The southern area of Miami includes the neighborhoods of Coral Way, The Roads, and Coconut Grove. Coral Way is a historic residential neighborhood built in 1922 between Downtown and Coral Gables, and is home to many old homes and tree-lined streets. Coconut Grove, settled in 1825, and annexed into Miami in 1925, is a historic neighborhood with narrow, winding roads and a heavy tree canopy. It is the location of Miami's City Hall at Dinner Key, the former Coconut Grove Playhouse, CocoWalk, and the Coconut Grove Convention Center. It is home to many nightclubs, bars, restaurants, and bohemian shops, which are popular with local college students.
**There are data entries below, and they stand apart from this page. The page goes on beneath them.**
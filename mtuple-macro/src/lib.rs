//! Procedural macros used by the [`mtuple`](https://docs.rs/mtuple) crate.
//!
//! The fixed-arity tuples `Tuple1` through `TupleN` differ only in how many slots they have, so
//! rather than writing each of them out by hand, [`impl_tuples!`] generates every one of them and
//! all of their trait implementations from a single template.

extern crate proc_macro;

use {
    proc_macro::TokenStream,
    proc_macro2::{Ident, Span, TokenStream as TokenStream2},
    quote::{format_ident, quote},
    syn::{parse_macro_input, LitInt},
};

/// Names for the arities that have one, used in generated documentation.
const ARITY_NAMES: &[&str] = &[
    "singleton",
    "pair",
    "triple",
    "quadruple",
    "quintuple",
    "sextuple",
    "septuple",
];

/// Generate the tuple types `Tuple1` through `TupleN` for the given `N`, along with their
/// accessors, conversions, and implementations of the structural traits of the `mtuple` crate.
///
/// This macro is only meaningful when invoked from within the `mtuple` crate itself, because the
/// code it generates refers to that crate's items through `crate::` paths.
#[proc_macro]
pub fn impl_tuples(input: TokenStream) -> TokenStream {
    let max = parse_macro_input!(input as LitInt);
    let max = match max.base10_parse::<usize>() {
        Ok(max) => max,
        Err(error) => return error.to_compile_error().into(),
    };
    (1..=max).map(tuple).collect::<TokenStream2>().into()
}

/// All the code for the tuple of a single arity.
fn tuple(arity: usize) -> TokenStream2 {
    let name = format_ident!("Tuple{}", arity);
    let params: Vec<Ident> = (1..=arity).map(|i| format_ident!("T{}", i)).collect();
    let fields: Vec<Ident> = (1..=arity).map(|i| format_ident!("item{}", i)).collect();
    let comparer = Ident::new("__C", Span::call_site());

    let description = match ARITY_NAMES.get(arity - 1) {
        Some(word) => format!("A mutable {}-tuple, or {}.", arity, word),
        None => format!("A mutable {}-tuple.", arity),
    };
    let rendered = fields
        .iter()
        .map(Ident::to_string)
        .collect::<Vec<_>>()
        .join(", ");
    let struct_doc = format!(
        "{}\n\nEach slot can be read with `itemK`, borrowed mutably with `itemK_mut`, and \
         replaced with `set_itemK`. The tuple renders as `({})`.",
        description, rendered,
    );

    let accessors = params.iter().zip(&fields).enumerate().map(|(i, (param, field))| {
        let field_mut = format_ident!("{}_mut", field);
        let setter = format_ident!("set_{}", field);
        let get_doc = format!("The value of slot {}.", i + 1);
        let mut_doc = format!("A mutable reference to slot {}.", i + 1);
        let set_doc = format!("Overwrite the value of slot {}.", i + 1);
        quote! {
            #[doc = #get_doc]
            pub fn #field(&self) -> &#param {
                &self.#field
            }

            #[doc = #mut_doc]
            pub fn #field_mut(&mut self) -> &mut #param {
                &mut self.#field
            }

            #[doc = #set_doc]
            pub fn #setter(&mut self, value: #param) {
                self.#field = value;
            }
        }
    });

    // Slots are rendered separated by ", ", and the closing parenthesis is written by the tuple
    // itself, so that an extended tuple can hand over the tail of its rendering to its rest.
    let render_slots = fields.iter().enumerate().map(|(i, field)| {
        let separator = if i + 1 < arity {
            quote!(out.write_str(", ")?;)
        } else {
            quote!()
        };
        quote! {
            ::std::write!(out, "{}", self.#field)?;
            #separator
        }
    });

    quote! {
        #[doc = #struct_doc]
        #[derive(Debug, Clone, Default)]
        #[cfg_attr(
            feature = "serde",
            derive(serde_crate::Serialize, serde_crate::Deserialize),
            serde(crate = "serde_crate")
        )]
        pub struct #name<#(#params),*> {
            #(#fields: #params,)*
        }

        impl<#(#params),*> #name<#(#params),*> {
            /// Create a tuple with every slot supplied.
            #[allow(clippy::too_many_arguments)]
            pub fn new(#(#fields: #params),*) -> Self {
                #name { #(#fields),* }
            }

            /// Unpack this tuple into a built-in Rust tuple.
            pub fn into_inner(self) -> (#(#params,)*) {
                (#(self.#fields,)*)
            }

            #(#accessors)*
        }

        impl<#(#params),*> ::std::convert::From<(#(#params,)*)> for #name<#(#params),*> {
            fn from((#(#fields,)*): (#(#params,)*)) -> Self {
                #name { #(#fields),* }
            }
        }

        impl<#(#params),*> crate::TupleShape for #name<#(#params),*> {
            fn size(&self) -> usize {
                #arity
            }
        }

        impl<#(#params),*> crate::Render for #name<#(#params),*>
        where
            #(#params: ::std::fmt::Display,)*
        {
            fn render_into(&self, out: &mut dyn ::std::fmt::Write) -> ::std::fmt::Result {
                #(#render_slots)*
                out.write_str(")")
            }
        }

        impl<#(#params),*> ::std::fmt::Display for #name<#(#params),*>
        where
            #(#params: ::std::fmt::Display,)*
        {
            fn fmt(&self, f: &mut ::std::fmt::Formatter<'_>) -> ::std::fmt::Result {
                f.write_str("(")?;
                crate::Render::render_into(self, f)
            }
        }

        impl<#comparer, #(#params),*> crate::StructuralEq<#comparer> for #name<#(#params),*>
        where
            #comparer: ?Sized #(+ crate::Comparer<#params>)*,
        {
            fn equals_with(&self, other: &Self, comparer: &#comparer) -> bool {
                true #(&& <#comparer as crate::Comparer<#params>>::equals(
                    comparer,
                    &self.#fields,
                    &other.#fields,
                ))*
            }
        }

        impl<#comparer, #(#params),*> crate::StructuralOrd<#comparer> for #name<#(#params),*>
        where
            #comparer: ?Sized + crate::Strategy #(+ crate::Comparer<#params>)*,
        {
            fn compare_with(
                &self,
                other: &Self,
                comparer: &#comparer,
            ) -> ::std::result::Result<
                ::std::cmp::Ordering,
                <#comparer as crate::Strategy>::Error,
            > {
                #(
                    match <#comparer as crate::Comparer<#params>>::compare(
                        comparer,
                        &self.#fields,
                        &other.#fields,
                    )? {
                        ::std::cmp::Ordering::Equal => {}
                        unequal => return ::std::result::Result::Ok(unequal),
                    }
                )*
                ::std::result::Result::Ok(::std::cmp::Ordering::Equal)
            }
        }

        impl<#comparer, #(#params),*> crate::StructuralHash<#comparer> for #name<#(#params),*>
        where
            #comparer: ?Sized #(+ crate::Comparer<#params>)*,
        {
            fn hash_with(&self, comparer: &#comparer) -> i32 {
                crate::hash::combine_all(&[
                    #(<#comparer as crate::Comparer<#params>>::hash(comparer, &self.#fields),)*
                ])
            }
        }

        impl<#(#params),*> ::std::cmp::PartialEq for #name<#(#params),*>
        where
            #(#params: crate::Element,)*
        {
            fn eq(&self, other: &Self) -> bool {
                crate::StructuralEq::equals_with(self, other, &crate::Natural)
            }
        }

        impl<#(#params),*> ::std::cmp::Eq for #name<#(#params),*>
        where
            #(#params: crate::Element,)*
        {
        }

        impl<#(#params),*> ::std::cmp::PartialOrd for #name<#(#params),*>
        where
            #(#params: crate::Element,)*
        {
            fn partial_cmp(&self, other: &Self) -> ::std::option::Option<::std::cmp::Ordering> {
                ::std::option::Option::Some(::std::cmp::Ord::cmp(self, other))
            }
        }

        impl<#(#params),*> ::std::cmp::Ord for #name<#(#params),*>
        where
            #(#params: crate::Element,)*
        {
            fn cmp(&self, other: &Self) -> ::std::cmp::Ordering {
                match crate::StructuralOrd::compare_with(self, other, &crate::Natural) {
                    ::std::result::Result::Ok(ordering) => ordering,
                    ::std::result::Result::Err(never) => match never {},
                }
            }
        }

        impl<#(#params),*> ::std::hash::Hash for #name<#(#params),*>
        where
            #(#params: crate::Element,)*
        {
            fn hash<__H: ::std::hash::Hasher>(&self, state: &mut __H) {
                state.write_i32(crate::StructuralHash::hash_with(self, &crate::Natural));
            }
        }

        impl<#(#params),*> crate::Element for #name<#(#params),*>
        where
            #(#params: crate::Element,)*
        {
            fn element_eq(&self, other: &Self) -> bool {
                crate::StructuralEq::equals_with(self, other, &crate::Natural)
            }

            fn element_cmp(&self, other: &Self) -> ::std::cmp::Ordering {
                ::std::cmp::Ord::cmp(self, other)
            }

            fn element_hash(&self) -> i32 {
                crate::StructuralHash::hash_with(self, &crate::Natural)
            }
        }
    }
}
Coconut Grove is known for its many parks and gardens, such as Vizcaya Museum, The Kampong, The Barnacle Historic State Park, and numerous other historic homes and estates.

The western area of Miami includes the neighborhoods of Little Havana, West Flagler, and Flagami. Although at one time a mostly Jewish neighborhood, today western Miami is home to immigrants from mostly Central America and Cuba. The west central neighborhood of Allapattah is a multicultural community of many ethnicities.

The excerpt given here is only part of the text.